Dr Ian McFarlane:  ISCAST (NSW) / CASE Meeting 
Date: 23 August, 2010
Venue: Main Meeting Room, New College, NSW

ISCAST (NSW) - CASE  Lecture: Monday, August 23, 2010, 7.30 pm;

Main Meeting Room, New College, The University of NSW
 
Dr Ian McFarlane: Deep Ancestry – The Journey of Man: Tracing the genetic journey of human beings from mitochondrial and Y-chromosome DNA studies
He is formerly of the School of Biotechnology and Biomolecular Sciences, UNSW.

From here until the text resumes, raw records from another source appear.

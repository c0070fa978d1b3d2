//! Error types for collection-level failures.
//!
//! Anything reported through [`SummaryError`] aborts the read of a whole
//! collection. Failures confined to a single survey variant are carried as
//! `anyhow::Error` values inside [`crate::pipeline::VariantOutcome`] instead.

use std::path::PathBuf;

use crate::db::repository::RepositoryError;

/// Result type for collection-level operations
pub type SummaryResult<T> = Result<T, SummaryError>;

/// Fatal error raised while reading a collection
#[derive(Debug, thiserror::Error)]
pub enum SummaryError {
    #[error("Failed to parse {field} line \"{line}\"")]
    Parse { field: &'static str, line: String },

    #[error("Configuration error: {0}")]
    Config(String),

    #[error("Consistency error: {0}")]
    Consistency(String),

    #[error("Missing input file: {}", .0.display())]
    MissingFile(PathBuf),

    #[error("I/O error on {}: {source}", path.display())]
    Io {
        path: PathBuf,
        #[source]
        source: std::io::Error,
    },

    #[error("Table error in {}: {message}", path.display())]
    Table { path: PathBuf, message: String },

    #[error("Scratch directory error: {0}")]
    ScratchDir(String),

    #[error("Cosmology join error: {0}")]
    Cosmology(String),

    #[error("Registry error: {0}")]
    Registry(String),

    #[error(transparent)]
    Repository(#[from] RepositoryError),

    #[error("YAML error in {context}: {message}")]
    Yaml { context: String, message: String },

    #[error("JSON error: {0}")]
    Json(#[from] serde_json::Error),
}

impl SummaryError {
    /// Wrap an I/O error with the path it happened on.
    pub fn io(path: impl Into<PathBuf>, source: std::io::Error) -> Self {
        SummaryError::Io {
            path: path.into(),
            source,
        }
    }

    /// Build a table error for `path`.
    pub fn table(path: impl Into<PathBuf>, message: impl Into<String>) -> Self {
        SummaryError::Table {
            path: path.into(),
            message: message.into(),
        }
    }

    pub fn yaml(context: impl Into<String>, message: impl ToString) -> Self {
        SummaryError::Yaml {
            context: context.into(),
            message: message.to_string(),
        }
    }
}
//! Survey-simulation summaries for SNANA campaign outputs.
//!
//! A campaign directory describes a design space of survey variants
//! (area × cadence × redshift-match). This crate reads the campaign
//! configuration and every variant's simulation outputs, builds redshift
//! and spectral histograms, joins the cosmology fit results, and persists
//! the resulting [`Collection`](core::Collection) as one JSON artifact per
//! top-level field.
//!
//! ```no_run
//! use snana_summary::db::SummaryConfig;
//! use snana_summary::pipeline::{CollectionAssembler, ReadOptions};
//!
//! # async fn run() -> snana_summary::error::SummaryResult<()> {
//! let config = SummaryConfig::from_default_location()?;
//! let assembler = CollectionAssembler::from_config(&config)?;
//! let collection = assembler
//!     .read_files("1TIER", "/campaign/output_1TIER".as_ref(), ReadOptions::default())
//!     .await?;
//! println!("{} variants", collection.surveys.len());
//! # Ok(())
//! # }
//! ```

pub mod core;
pub mod db;
pub mod error;
pub mod parsing;
pub mod pipeline;
pub mod services;

pub use error::{SummaryError, SummaryResult};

Abstract: The ability to isolate, purify, amplify and determine the coding sequence of even small amounts of DNA from a variety of sources has led to an explosion of applications in forensics, medical genetics, biological classification and diversity, palaeontology, genealogy and population studies.  In particular, the last 10 years has seen the production of print and video medium for popular consumption that has generated enormous interest in human population studies.  This largely began with the concept of ‘Mitochondrial Eve’ and the subsequent publication of Bryan Sykes book ‘The Seven Daughters of Eve’ in 2001.  Extensive DNA sampling of human groups in defined geographical areas from around the world has led, in conjunction with evidence from archaeology, climatology and fossil studies, to some remarkable conclusions about modern human origins.  Much of the genetic data has come from studies on mitochondrial DNA and Y-chromosome DNA.  In this presentation I propose to talk about how the data is generated, why it is useful and how it has made contributions to answering questions about human origins, human migration to colonise an “empty” planet, the time scale of these events, kinship within our species, and relatedness to our closest animal relatives, including Neanderthal Man.  What should we understand from the concepts of ‘Mitochondrial Eve’ and Y-chromosome Adam’?  How might they relate to Biblical Adam and Eve?